Policy and public health recommendations
The research findings underline the urgent need for regulatory and community-level interventions. These should include the regular monitoring of groundwater and soil for arsenic content. Integrating these monitoring results with geographic informationsystems (GIS) fosters dynamic risk mapping, guiding both short-term advisories and long-term land use planning [38]. Additionally, promoting safe irrigation techniques such as sprinkler or alternate wetting and drying (AWD) in rice cultivation is essential to minimize arsenic uptake [39]. Phasing out arsenic-based agrochemicals and poultry feed additives can limit the exposure of arsenic compounds to the soil [40]. Another key factor is raising public awareness among the populations involved in agriculture and introducing food safety screenings for arsenic, especially in vulnerable rural populations. National and regional guidelines should be developed on maximum allowable arsenic levels in food crops, in alignment with the latest WHO thresholds.
Conclusion
The research investigated arsenic (As) contamination in rice and maize crops in Punjab, Pakistan, and assessed the associated human health risks. The results indicate widespread As contamination, with a significant proportion of rice samples exceeding the WHO safe limit of 0.2mg/kg across all three studied regions (Gujranwala, Hafizabad, and Vehari). Maize samples, particularly from Vehari, also exhibited elevated As levels. The calculated Hazard Quotient (HQ) and Carcinogenic Risk (CR) values suggest a potential health threat, with adults at a higher risk of non-carcinogenic effects.
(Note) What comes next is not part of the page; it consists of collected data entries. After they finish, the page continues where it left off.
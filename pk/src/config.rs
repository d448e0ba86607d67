//! promptkit configuration types and loading

use eyre::{Context, Result};
use serde::{Deserialize, Serialize};
use std::fs;
use std::path::{Path, PathBuf};
use std::sync::Arc;
use std::time::Duration;

use crate::local::DirectorySource;
use crate::manager::ManagerOptions;

/// Main promptkit configuration
#[derive(Debug, Clone, Default, Serialize, Deserialize)]
#[serde(default)]
pub struct Config {
    /// Prompt registry connection
    pub registry: RegistryConfig,

    /// Defaults for prompt managers
    pub manager: ManagerConfig,

    /// Code generation settings
    pub generate: GenerateConfig,

    /// Log level used when none is given on the command line
    #[serde(rename = "log-level")]
    pub log_level: Option<String>,
}

/// Project config file, looked up from the working directory upwards
pub const PROJECT_CONFIG_FILE: &str = ".promptkit.yml";

impl Config {
    /// Load and validate configuration
    ///
    /// An explicit path must exist. Without one, the nearest project config in
    /// the working directory or its ancestors wins over the user config; with
    /// neither, defaults are used. A file that is found but does not parse or
    /// validate is an error.
    pub fn load(config_path: Option<&PathBuf>) -> Result<Self> {
        let path = match config_path {
            Some(path) => Some(path.clone()),
            None => {
                let cwd = std::env::current_dir().context("Failed to read working directory")?;
                Self::discover(&cwd)
            }
        };
        let Some(path) = path else {
            tracing::info!("No config file found, using defaults");
            return Ok(Self::default());
        };

        let config =
            Self::load_from_file(&path).with_context(|| format!("Failed to load config from {}", path.display()))?;
        config
            .validate()
            .with_context(|| format!("Invalid config in {}", path.display()))?;
        Ok(config)
    }

    /// Nearest `.promptkit.yml` from `start` upwards, else `~/.config/promptkit/promptkit.yml`
    pub fn discover(start: &Path) -> Option<PathBuf> {
        start
            .ancestors()
            .map(|dir| dir.join(PROJECT_CONFIG_FILE))
            .find(|path| path.is_file())
            .or_else(|| {
                dirs::config_dir()
                    .map(|dir| dir.join("promptkit").join("promptkit.yml"))
                    .filter(|path| path.is_file())
            })
    }

    /// Reject settings no registry client or manager could run with
    pub fn validate(&self) -> Result<()> {
        reqwest::Url::parse(&self.registry.base_url)
            .with_context(|| format!("Invalid registry base-url '{}'", self.registry.base_url))?;
        if self.registry.api_key_env.trim().is_empty() {
            eyre::bail!("registry api-key-env must name an environment variable");
        }
        self.manager
            .to_options()
            .validate()
            .context("Invalid manager settings")?;
        Ok(())
    }

    fn load_from_file(path: &Path) -> Result<Self> {
        let content = fs::read_to_string(path).context("Failed to read config file")?;
        let config: Self = serde_yaml::from_str(&content).context("Failed to parse config file")?;
        tracing::info!("Loaded config from: {}", path.display());
        Ok(config)
    }
}

/// Prompt registry configuration
#[derive(Debug, Clone, Serialize, Deserialize)]
#[serde(default)]
pub struct RegistryConfig {
    /// API base URL
    #[serde(rename = "base-url")]
    pub base_url: String,

    /// Environment variable containing the API key
    #[serde(rename = "api-key-env")]
    pub api_key_env: String,

    /// Request timeout in milliseconds
    #[serde(rename = "timeout-ms")]
    pub timeout_ms: u64,
}

impl Default for RegistryConfig {
    fn default() -> Self {
        Self {
            base_url: "http://localhost:8080/api".to_string(),
            api_key_env: "PROMPTKIT_API_KEY".to_string(),
            timeout_ms: 30_000,
        }
    }
}

impl RegistryConfig {
    /// Read the API key from the configured environment variable
    pub fn get_api_key(&self) -> Result<String> {
        std::env::var(&self.api_key_env).map_err(|_| {
            eyre::eyre!(
                "Registry API key not found. Set the {} environment variable.",
                self.api_key_env
            )
        })
    }

    pub fn timeout(&self) -> Duration {
        Duration::from_millis(self.timeout_ms)
    }
}

/// Prompt manager defaults
#[derive(Debug, Clone, Serialize, Deserialize)]
#[serde(default)]
pub struct ManagerConfig {
    /// Background refresh period in milliseconds (minimum 1000)
    #[serde(rename = "refresh-interval-ms")]
    pub refresh_interval_ms: u64,

    /// Whether latest/undeployed managers refresh in the background
    #[serde(rename = "refresh-enabled")]
    pub refresh_enabled: bool,

    /// Timeout for the first fetch in milliseconds
    #[serde(rename = "init-timeout-ms")]
    pub init_timeout_ms: u64,

    /// Timeout for each background fetch in milliseconds
    #[serde(rename = "refresh-timeout-ms")]
    pub refresh_timeout_ms: u64,

    /// Directory of local prompt overrides
    #[serde(rename = "local-override-dir")]
    pub local_override_dir: Option<PathBuf>,
}

impl Default for ManagerConfig {
    fn default() -> Self {
        Self {
            refresh_interval_ms: 10_000,
            refresh_enabled: true,
            init_timeout_ms: 30_000,
            refresh_timeout_ms: 30_000,
            local_override_dir: None,
        }
    }
}

impl ManagerConfig {
    /// Build manager options; the local override directory is expanded from `~/`
    pub fn to_options(&self) -> ManagerOptions {
        let mut options = ManagerOptions::default()
            .with_refresh_interval(Duration::from_millis(self.refresh_interval_ms))
            .with_refresh_enabled(self.refresh_enabled)
            .with_init_timeout(Duration::from_millis(self.init_timeout_ms))
            .with_refresh_timeout(Duration::from_millis(self.refresh_timeout_ms));
        if let Some(dir) = &self.local_override_dir {
            options = options.with_local_override(Arc::new(DirectorySource::new(expand_home(dir))));
        }
        options
    }
}

/// Code generation configuration
#[derive(Debug, Clone, Serialize, Deserialize)]
#[serde(default)]
pub struct GenerateConfig {
    /// Directory generated modules are written to
    #[serde(rename = "output-dir")]
    pub output_dir: PathBuf,

    /// Prompt ids to generate; empty means all
    pub prompts: Vec<String>,
}

impl Default for GenerateConfig {
    fn default() -> Self {
        Self {
            output_dir: PathBuf::from("src/prompts"),
            prompts: Vec::new(),
        }
    }
}

fn expand_home(path: &Path) -> PathBuf {
    match path.strip_prefix("~") {
        Ok(rest) => dirs::home_dir().map(|home| home.join(rest)).unwrap_or_else(|| path.to_path_buf()),
        Err(_) => path.to_path_buf(),
    }
}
These findings highlight that consuming As-contaminated rice and maize in the research area poses a substantial risk to human health. The data reveal that As contamination in food crops is a critical issue in Punjab, primarily due to contaminated irrigation water, posing a major threat, especially given that rice and maize are staple foods in the region. The findings underscore the urgent need for effective mitigation strategies to protect public health. Key insights from this research include that Rice crops across all three regions exhibit significant As contamination, exceeding safe limits. Maize is also contaminated, though generally to a lesser extent than rice. Adults face a higher risk of non-carcinogenic health effects from consuming contaminated crops. Long-term consumption of contaminated crops may lead to an increased risk of cancer. This research provides valuable data and risk assessments for policymakers and stakeholders in Punjab, Pakistan. It emphasizes the necessity of implementing effective interventions, such as improving irrigation water quality, remediating contaminated soils, and developing As-tolerant crop varieties, to minimize human exposure to As and mitigate the associated health risks. The findings of this research will help safeguard public health and ensure food safety in the region.